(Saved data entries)
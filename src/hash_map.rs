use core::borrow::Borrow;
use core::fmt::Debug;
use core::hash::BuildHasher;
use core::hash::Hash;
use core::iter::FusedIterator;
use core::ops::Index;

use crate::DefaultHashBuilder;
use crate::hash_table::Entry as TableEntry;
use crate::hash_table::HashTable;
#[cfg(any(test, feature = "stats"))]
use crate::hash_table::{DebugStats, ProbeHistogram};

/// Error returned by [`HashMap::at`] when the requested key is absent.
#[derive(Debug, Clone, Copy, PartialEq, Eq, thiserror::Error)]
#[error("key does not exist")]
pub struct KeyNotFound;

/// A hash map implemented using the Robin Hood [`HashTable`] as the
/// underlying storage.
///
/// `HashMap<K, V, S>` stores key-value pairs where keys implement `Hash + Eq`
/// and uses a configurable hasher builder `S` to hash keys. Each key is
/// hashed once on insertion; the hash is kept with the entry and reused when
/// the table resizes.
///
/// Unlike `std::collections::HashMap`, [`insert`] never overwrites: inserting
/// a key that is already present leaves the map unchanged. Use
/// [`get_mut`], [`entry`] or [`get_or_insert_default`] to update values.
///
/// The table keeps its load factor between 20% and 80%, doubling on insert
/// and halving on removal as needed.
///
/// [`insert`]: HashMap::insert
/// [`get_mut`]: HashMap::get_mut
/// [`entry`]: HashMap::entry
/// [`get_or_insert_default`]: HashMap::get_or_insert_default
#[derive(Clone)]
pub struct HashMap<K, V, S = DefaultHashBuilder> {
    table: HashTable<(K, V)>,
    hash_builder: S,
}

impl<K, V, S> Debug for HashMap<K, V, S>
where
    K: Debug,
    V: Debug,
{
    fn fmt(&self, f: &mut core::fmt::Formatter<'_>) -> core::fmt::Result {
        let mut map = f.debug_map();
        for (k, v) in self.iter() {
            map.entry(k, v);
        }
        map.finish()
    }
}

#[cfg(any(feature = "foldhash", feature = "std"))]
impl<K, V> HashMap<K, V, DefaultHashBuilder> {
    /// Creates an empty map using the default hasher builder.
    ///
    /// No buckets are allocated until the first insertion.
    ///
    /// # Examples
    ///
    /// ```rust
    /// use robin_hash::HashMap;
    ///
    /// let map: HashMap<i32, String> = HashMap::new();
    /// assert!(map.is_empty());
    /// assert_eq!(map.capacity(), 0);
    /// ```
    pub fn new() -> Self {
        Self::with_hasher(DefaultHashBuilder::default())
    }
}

* * *

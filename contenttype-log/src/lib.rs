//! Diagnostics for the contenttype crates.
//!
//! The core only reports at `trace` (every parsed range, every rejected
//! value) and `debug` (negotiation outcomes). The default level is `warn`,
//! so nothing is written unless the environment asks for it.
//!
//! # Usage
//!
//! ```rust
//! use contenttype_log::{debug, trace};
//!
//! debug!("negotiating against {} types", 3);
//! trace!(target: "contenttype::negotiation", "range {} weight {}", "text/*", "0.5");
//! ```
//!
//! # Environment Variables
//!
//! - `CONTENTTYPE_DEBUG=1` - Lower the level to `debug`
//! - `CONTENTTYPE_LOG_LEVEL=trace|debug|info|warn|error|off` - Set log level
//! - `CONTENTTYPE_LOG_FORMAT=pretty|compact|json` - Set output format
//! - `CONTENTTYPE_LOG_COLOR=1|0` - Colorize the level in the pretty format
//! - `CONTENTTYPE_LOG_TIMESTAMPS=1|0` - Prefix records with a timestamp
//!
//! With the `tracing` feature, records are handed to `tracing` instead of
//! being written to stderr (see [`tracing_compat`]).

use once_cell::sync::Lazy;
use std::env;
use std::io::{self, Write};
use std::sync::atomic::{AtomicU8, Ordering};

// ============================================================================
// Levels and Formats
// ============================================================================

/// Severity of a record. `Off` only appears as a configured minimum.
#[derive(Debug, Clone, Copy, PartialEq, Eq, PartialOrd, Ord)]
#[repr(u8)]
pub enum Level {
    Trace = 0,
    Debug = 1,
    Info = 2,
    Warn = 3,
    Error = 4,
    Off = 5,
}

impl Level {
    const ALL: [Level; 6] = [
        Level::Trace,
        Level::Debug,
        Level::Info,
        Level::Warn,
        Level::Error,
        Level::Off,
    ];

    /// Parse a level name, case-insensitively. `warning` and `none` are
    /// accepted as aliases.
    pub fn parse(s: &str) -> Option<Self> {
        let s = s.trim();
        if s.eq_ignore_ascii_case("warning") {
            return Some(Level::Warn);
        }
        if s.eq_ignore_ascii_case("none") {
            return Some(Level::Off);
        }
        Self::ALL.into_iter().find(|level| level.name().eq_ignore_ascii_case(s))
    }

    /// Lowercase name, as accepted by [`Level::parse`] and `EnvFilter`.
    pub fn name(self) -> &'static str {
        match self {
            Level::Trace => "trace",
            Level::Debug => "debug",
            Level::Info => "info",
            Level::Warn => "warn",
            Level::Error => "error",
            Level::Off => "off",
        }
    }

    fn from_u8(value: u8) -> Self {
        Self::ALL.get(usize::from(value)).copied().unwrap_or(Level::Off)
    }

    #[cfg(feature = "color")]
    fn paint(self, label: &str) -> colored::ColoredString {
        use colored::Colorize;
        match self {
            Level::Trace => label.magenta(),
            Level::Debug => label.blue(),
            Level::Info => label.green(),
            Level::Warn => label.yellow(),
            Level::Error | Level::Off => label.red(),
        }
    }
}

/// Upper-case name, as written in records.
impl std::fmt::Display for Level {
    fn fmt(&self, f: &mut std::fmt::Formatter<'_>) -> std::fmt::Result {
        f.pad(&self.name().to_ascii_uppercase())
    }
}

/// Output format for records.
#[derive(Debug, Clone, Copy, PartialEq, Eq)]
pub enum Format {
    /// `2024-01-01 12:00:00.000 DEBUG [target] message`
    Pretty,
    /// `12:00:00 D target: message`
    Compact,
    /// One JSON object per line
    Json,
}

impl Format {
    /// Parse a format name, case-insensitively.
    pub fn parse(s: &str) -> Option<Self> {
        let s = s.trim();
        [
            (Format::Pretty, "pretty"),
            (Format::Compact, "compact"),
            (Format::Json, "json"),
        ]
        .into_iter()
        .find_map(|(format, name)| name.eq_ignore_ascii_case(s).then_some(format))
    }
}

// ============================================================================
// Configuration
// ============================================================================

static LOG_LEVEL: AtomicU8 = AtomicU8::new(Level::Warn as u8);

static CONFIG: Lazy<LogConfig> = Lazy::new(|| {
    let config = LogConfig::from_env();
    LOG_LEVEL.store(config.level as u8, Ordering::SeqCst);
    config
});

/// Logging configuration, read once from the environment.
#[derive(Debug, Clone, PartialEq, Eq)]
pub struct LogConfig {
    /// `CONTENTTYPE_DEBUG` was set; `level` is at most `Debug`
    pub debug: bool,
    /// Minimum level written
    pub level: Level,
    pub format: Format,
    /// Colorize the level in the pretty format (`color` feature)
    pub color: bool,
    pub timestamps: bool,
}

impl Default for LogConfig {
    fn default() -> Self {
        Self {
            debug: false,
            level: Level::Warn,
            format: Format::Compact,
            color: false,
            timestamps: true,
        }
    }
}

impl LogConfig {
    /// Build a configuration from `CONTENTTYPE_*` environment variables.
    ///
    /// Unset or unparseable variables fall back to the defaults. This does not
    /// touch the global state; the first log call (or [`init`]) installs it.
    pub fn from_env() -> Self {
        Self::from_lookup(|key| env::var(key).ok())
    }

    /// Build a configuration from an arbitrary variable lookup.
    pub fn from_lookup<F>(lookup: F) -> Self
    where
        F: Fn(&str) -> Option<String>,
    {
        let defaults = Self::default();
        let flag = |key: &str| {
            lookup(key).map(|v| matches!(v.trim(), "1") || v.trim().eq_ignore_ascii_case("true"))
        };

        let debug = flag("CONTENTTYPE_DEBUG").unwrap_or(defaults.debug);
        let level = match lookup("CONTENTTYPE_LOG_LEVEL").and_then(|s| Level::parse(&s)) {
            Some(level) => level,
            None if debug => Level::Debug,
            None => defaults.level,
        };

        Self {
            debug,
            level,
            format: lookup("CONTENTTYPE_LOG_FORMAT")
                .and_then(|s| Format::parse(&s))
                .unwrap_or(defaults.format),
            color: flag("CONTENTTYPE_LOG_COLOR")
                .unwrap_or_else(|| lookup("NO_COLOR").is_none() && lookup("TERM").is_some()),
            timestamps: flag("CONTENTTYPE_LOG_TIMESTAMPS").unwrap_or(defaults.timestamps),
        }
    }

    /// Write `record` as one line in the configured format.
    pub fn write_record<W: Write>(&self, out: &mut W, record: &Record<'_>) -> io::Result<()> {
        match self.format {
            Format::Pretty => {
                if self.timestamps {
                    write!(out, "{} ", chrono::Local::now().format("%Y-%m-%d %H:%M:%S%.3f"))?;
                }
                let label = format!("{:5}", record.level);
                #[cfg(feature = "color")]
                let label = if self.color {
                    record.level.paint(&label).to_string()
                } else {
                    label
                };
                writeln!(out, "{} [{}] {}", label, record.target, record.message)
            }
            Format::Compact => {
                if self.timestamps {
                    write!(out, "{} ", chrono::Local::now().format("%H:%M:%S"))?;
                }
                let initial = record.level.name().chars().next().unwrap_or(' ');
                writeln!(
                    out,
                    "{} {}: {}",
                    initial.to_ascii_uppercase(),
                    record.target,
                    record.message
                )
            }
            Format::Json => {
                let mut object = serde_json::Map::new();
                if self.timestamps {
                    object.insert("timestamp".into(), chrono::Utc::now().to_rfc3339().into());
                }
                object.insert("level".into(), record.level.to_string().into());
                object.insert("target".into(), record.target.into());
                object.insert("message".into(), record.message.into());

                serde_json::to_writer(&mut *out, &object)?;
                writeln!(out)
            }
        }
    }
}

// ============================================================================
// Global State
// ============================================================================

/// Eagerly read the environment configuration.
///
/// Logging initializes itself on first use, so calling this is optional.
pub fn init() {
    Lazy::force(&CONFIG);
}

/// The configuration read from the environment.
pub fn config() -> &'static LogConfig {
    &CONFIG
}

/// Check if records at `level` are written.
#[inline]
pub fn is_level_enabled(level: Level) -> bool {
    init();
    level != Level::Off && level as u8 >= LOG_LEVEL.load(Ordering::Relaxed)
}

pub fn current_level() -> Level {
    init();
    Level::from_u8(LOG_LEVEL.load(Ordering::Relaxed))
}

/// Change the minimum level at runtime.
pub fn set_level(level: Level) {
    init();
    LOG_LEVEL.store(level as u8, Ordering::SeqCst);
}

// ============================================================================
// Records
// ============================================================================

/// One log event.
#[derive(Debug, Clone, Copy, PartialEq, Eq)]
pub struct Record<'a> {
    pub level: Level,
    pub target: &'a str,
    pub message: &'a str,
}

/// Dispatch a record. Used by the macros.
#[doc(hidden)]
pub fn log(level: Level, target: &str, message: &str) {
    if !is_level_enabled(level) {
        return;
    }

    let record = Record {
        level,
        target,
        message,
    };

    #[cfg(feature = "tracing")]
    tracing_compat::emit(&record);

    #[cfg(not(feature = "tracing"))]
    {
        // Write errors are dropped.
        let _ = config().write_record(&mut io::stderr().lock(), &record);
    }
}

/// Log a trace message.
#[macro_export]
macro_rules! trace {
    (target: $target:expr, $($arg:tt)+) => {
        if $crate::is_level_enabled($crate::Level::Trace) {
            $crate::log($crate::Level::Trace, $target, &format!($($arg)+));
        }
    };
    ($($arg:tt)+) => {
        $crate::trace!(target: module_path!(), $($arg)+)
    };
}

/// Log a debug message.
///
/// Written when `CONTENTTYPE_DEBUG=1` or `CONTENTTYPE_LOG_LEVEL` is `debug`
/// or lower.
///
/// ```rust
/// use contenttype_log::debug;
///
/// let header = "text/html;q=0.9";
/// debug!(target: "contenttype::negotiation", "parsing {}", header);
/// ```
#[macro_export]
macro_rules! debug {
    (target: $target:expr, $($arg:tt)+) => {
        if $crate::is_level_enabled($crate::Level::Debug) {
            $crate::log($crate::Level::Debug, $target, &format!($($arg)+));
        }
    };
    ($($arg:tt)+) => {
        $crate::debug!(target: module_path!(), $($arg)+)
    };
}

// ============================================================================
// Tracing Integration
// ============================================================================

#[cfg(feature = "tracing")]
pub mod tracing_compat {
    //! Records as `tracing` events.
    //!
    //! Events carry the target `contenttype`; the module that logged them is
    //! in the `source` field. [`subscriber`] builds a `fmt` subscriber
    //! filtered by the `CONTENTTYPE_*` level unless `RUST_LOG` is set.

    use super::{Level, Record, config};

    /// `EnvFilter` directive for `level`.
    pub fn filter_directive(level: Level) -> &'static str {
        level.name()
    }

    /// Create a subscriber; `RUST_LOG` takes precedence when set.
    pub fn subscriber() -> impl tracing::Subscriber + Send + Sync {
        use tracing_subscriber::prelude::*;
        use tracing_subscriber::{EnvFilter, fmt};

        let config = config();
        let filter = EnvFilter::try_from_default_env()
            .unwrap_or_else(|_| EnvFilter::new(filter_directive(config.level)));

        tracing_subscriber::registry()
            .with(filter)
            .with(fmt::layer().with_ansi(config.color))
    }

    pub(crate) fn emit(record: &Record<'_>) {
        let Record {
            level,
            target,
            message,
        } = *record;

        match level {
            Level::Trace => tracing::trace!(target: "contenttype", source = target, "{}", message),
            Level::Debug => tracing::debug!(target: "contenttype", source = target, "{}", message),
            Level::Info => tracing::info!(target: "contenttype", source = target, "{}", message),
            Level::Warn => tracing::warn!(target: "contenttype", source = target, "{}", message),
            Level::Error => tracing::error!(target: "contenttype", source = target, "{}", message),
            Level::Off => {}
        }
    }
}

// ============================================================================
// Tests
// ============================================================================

■ **Your objective**
Look above for the line with "filename src/hash_map.rs" and the line with "pub struct KeyNotFound;"; transcribe both and all lines in between, exactly, and nothing else.

■ **Worked solution**
filename src/hash_map.rs
use core::borrow::Borrow;
use core::fmt::Debug;
use core::hash::BuildHasher;
use core::hash::Hash;
use core::iter::FusedIterator;
use core::ops::Index;

use crate::DefaultHashBuilder;
use crate::hash_table::Entry as TableEntry;
use crate::hash_table::HashTable;
#[cfg(any(test, feature = "stats"))]
use crate::hash_table::{DebugStats, ProbeHistogram};

/// Error returned by [`HashMap::at`] when the requested key is absent.
#[derive(Debug, Clone, Copy, PartialEq, Eq, thiserror::Error)]
#[error("key does not exist")]
pub struct KeyNotFound;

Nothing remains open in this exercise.